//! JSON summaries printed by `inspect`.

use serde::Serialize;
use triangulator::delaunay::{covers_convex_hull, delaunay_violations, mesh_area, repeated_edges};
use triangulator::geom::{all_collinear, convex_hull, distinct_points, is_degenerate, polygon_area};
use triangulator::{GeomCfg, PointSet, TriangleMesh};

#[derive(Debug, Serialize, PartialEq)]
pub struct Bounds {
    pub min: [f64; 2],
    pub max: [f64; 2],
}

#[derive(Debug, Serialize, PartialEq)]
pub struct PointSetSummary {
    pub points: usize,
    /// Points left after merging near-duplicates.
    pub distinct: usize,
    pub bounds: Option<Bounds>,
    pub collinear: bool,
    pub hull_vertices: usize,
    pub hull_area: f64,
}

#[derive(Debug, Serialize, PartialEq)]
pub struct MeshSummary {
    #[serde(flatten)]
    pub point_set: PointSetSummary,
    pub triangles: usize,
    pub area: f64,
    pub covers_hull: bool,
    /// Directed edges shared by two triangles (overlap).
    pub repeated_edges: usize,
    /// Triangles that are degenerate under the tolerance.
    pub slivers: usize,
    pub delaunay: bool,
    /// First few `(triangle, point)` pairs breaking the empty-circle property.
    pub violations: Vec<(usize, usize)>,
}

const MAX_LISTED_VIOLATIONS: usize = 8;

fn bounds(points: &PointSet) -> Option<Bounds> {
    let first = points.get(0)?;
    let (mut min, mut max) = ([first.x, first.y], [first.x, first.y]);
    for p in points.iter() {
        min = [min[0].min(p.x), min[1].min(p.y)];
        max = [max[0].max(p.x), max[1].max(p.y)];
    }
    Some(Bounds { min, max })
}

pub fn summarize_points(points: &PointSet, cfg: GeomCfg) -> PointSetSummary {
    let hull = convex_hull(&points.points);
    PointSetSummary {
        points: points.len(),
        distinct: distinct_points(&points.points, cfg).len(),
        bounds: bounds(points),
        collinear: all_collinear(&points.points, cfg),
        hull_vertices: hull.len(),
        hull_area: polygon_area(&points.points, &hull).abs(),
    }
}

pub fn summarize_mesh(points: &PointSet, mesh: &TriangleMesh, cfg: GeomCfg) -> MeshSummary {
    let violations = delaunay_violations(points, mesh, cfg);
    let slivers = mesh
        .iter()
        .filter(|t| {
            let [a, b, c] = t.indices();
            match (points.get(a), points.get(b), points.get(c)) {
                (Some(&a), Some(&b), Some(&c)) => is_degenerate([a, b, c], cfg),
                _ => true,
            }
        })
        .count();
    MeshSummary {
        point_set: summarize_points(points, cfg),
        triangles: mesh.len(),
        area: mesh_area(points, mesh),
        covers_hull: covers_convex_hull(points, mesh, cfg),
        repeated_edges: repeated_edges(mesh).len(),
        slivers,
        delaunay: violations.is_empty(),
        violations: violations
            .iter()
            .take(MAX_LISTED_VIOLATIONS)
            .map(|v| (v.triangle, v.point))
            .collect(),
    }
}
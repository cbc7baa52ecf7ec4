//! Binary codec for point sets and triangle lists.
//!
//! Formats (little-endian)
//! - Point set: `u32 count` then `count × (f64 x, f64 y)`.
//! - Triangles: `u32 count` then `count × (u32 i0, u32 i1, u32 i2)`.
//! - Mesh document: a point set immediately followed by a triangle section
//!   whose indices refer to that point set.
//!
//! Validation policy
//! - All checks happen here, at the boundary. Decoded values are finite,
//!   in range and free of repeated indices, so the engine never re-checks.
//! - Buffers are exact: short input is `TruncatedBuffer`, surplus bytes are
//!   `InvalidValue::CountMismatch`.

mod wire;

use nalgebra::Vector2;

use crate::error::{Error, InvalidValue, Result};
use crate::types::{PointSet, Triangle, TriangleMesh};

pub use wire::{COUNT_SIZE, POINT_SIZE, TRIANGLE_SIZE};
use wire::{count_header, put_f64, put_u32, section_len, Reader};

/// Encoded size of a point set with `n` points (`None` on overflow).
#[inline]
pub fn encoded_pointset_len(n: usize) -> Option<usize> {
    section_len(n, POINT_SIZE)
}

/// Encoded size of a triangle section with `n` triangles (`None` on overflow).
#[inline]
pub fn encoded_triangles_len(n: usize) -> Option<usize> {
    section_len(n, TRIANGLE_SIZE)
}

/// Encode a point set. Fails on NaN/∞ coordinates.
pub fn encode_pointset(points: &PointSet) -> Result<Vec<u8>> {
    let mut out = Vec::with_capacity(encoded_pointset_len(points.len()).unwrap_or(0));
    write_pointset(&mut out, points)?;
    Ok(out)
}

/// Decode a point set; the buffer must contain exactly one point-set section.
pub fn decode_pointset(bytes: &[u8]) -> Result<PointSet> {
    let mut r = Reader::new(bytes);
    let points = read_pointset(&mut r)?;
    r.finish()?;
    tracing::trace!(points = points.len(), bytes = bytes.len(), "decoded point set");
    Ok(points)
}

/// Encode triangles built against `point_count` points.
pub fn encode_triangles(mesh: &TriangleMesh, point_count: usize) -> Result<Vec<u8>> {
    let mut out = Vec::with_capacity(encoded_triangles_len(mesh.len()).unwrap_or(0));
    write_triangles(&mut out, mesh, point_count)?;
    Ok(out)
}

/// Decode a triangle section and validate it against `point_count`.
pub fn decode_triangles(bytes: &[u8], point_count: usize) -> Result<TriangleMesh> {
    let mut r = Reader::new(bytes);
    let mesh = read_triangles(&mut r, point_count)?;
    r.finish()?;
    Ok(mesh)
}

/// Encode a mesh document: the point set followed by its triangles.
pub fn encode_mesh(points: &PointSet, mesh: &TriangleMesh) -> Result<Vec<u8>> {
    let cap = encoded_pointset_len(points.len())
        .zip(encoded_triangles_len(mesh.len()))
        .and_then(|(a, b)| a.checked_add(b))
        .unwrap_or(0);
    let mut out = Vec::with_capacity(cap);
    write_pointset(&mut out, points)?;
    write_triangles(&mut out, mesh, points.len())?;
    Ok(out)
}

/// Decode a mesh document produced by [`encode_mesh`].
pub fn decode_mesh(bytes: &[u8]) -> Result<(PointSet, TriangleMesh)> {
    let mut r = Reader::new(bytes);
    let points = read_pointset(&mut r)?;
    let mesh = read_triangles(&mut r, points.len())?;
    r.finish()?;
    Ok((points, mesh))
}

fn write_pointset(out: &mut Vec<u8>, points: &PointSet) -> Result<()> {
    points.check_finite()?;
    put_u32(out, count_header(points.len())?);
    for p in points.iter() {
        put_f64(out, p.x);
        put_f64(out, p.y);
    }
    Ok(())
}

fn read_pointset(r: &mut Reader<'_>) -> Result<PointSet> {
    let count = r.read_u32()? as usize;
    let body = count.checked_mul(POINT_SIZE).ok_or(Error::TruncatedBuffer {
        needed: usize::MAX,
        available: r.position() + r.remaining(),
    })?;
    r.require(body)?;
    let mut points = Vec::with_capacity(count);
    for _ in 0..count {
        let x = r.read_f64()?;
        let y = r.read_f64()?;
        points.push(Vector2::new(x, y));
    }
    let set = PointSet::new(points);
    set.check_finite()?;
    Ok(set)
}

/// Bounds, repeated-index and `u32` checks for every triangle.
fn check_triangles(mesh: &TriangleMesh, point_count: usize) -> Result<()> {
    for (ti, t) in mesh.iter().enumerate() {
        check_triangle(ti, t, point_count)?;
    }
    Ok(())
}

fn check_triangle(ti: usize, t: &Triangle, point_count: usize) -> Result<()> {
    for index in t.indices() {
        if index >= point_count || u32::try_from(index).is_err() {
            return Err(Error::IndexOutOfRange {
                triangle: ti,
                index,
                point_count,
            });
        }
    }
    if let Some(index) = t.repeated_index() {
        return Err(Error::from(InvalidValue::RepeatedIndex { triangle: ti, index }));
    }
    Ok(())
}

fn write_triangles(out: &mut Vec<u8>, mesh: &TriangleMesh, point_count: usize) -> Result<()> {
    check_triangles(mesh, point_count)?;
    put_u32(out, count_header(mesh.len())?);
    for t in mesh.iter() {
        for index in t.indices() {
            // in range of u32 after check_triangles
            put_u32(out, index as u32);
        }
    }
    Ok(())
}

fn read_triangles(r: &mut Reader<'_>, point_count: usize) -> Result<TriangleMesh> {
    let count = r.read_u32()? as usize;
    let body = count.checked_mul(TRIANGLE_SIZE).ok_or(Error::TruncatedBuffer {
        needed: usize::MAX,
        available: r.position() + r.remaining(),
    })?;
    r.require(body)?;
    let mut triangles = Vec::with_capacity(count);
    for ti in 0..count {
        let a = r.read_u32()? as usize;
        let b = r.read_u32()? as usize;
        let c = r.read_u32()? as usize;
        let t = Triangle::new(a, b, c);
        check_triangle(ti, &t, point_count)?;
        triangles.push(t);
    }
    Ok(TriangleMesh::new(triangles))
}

....

Your objective - Look through the listing above and copy each line with the word "push" in it.

Answer -
        points.push(Vector2::new(x, y));
        triangles.push(t);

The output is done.